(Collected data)
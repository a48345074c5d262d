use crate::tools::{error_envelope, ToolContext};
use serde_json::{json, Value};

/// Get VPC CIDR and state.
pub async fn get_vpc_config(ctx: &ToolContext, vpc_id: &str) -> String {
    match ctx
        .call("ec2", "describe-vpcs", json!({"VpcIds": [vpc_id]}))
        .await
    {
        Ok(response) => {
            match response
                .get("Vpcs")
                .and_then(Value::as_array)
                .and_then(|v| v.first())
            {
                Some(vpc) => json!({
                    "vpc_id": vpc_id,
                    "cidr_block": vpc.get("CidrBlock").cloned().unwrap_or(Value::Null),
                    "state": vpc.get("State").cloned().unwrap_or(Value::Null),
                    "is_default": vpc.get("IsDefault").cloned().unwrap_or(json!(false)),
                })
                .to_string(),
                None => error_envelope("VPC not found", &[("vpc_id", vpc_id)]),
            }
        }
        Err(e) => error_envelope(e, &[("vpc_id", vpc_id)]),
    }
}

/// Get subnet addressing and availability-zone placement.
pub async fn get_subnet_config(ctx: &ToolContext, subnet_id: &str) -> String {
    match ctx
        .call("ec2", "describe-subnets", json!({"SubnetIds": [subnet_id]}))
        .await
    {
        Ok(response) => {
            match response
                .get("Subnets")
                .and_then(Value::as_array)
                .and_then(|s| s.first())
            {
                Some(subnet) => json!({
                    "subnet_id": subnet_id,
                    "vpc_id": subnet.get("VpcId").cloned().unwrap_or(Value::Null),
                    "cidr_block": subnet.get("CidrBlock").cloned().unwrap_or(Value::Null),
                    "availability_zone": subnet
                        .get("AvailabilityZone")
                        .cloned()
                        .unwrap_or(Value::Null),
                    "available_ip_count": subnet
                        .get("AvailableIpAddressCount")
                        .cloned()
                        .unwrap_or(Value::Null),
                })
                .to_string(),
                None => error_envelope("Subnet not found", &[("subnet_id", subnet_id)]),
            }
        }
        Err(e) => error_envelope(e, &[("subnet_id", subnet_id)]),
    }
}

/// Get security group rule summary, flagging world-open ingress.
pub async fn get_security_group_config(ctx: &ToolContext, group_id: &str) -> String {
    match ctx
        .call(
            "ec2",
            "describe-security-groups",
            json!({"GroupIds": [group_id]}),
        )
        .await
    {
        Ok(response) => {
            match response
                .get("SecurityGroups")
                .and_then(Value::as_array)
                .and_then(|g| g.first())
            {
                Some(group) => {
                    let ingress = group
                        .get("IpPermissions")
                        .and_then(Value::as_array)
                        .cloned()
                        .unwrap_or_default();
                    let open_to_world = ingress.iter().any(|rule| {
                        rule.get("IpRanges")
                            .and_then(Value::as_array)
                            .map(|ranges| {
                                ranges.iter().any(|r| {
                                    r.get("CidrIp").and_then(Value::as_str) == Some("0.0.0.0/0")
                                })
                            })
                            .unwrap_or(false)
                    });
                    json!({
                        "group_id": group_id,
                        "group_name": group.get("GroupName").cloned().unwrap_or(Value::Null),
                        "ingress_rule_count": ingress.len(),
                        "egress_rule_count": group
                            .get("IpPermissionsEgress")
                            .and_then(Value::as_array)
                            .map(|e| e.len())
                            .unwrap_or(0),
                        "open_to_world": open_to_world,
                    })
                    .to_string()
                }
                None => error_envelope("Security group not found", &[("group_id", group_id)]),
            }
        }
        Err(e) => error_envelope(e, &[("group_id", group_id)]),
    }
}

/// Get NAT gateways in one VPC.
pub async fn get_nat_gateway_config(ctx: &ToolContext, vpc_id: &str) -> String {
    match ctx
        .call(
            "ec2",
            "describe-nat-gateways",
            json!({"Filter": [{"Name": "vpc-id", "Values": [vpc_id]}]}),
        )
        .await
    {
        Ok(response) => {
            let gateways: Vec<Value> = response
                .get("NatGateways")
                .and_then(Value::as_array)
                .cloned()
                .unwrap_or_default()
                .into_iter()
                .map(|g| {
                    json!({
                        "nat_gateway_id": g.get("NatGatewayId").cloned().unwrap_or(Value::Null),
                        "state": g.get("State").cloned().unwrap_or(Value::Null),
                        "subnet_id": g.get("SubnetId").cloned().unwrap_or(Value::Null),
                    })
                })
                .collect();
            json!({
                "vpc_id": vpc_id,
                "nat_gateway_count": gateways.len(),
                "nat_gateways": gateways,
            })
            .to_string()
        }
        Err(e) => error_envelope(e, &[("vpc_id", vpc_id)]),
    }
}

==

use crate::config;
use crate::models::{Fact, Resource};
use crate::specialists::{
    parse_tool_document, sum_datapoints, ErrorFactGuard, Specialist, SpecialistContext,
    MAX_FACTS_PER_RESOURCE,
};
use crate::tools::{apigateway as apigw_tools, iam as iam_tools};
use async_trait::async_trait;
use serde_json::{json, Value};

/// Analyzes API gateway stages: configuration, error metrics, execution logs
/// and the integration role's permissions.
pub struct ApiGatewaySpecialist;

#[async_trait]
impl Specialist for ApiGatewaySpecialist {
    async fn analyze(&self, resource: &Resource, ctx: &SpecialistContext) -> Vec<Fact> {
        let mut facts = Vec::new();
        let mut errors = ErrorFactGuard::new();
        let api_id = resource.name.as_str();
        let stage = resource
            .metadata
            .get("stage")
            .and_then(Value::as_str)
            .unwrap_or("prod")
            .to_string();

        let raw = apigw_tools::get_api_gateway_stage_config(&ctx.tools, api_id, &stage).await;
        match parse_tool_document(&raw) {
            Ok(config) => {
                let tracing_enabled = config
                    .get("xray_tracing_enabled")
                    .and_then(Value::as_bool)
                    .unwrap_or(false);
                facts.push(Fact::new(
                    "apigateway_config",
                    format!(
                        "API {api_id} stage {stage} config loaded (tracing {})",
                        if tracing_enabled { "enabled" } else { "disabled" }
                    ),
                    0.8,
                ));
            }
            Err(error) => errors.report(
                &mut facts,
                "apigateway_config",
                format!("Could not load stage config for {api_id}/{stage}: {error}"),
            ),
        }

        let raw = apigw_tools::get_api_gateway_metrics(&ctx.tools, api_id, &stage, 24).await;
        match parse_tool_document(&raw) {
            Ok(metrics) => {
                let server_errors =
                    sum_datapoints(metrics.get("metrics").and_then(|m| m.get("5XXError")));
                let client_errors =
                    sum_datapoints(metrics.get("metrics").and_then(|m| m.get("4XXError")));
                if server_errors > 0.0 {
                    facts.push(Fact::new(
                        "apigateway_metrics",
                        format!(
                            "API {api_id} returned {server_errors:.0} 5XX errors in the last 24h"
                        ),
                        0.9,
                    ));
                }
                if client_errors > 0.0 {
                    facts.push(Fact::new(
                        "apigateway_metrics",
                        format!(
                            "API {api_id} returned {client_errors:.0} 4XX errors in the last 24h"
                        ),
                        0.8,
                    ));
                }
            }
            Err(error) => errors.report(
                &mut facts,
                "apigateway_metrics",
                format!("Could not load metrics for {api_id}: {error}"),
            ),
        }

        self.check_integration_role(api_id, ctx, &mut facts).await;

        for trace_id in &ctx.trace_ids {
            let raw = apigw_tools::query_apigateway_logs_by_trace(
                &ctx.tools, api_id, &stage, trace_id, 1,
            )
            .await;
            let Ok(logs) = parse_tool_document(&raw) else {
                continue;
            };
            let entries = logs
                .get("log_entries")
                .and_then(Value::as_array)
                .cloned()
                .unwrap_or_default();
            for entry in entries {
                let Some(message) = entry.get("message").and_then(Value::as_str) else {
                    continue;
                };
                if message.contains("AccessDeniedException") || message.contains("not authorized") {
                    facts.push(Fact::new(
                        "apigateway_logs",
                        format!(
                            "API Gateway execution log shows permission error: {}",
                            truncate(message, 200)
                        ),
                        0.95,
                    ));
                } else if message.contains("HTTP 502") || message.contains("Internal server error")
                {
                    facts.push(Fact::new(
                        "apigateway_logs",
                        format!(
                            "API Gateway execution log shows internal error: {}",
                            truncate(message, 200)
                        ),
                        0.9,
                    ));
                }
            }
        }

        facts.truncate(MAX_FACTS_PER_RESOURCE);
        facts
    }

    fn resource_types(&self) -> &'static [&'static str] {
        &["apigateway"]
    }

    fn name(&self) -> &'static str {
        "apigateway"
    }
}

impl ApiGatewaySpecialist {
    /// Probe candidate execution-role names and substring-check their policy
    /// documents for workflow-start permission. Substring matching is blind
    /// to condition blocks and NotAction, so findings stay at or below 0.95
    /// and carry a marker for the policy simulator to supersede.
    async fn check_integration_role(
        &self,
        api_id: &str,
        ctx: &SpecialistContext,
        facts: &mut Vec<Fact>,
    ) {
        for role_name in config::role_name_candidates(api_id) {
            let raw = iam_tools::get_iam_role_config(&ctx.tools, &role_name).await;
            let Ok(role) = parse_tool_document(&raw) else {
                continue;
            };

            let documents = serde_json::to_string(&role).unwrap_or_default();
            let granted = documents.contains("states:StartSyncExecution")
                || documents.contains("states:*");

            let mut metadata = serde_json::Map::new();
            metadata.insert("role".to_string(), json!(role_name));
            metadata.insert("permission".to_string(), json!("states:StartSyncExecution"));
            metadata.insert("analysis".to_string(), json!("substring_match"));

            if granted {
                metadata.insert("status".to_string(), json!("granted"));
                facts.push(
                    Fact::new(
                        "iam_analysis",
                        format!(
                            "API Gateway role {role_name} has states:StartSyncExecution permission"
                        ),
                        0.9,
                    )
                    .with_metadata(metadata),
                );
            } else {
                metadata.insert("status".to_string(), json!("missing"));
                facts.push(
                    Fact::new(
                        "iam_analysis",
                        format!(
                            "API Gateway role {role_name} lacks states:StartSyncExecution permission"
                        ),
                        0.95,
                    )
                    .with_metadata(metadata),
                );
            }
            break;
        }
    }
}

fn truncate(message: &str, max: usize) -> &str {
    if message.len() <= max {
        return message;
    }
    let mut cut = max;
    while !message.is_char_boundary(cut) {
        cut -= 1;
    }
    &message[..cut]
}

■ ASSIGNMENT:
Run a filter over the data above and keep each line that contains the word "truncate".

■ OUTPUT:
                            truncate(message, 200)
                            truncate(message, 200)
        facts.truncate(MAX_FACTS_PER_RESOURCE);
fn truncate(message: &str, max: usize) -> &str {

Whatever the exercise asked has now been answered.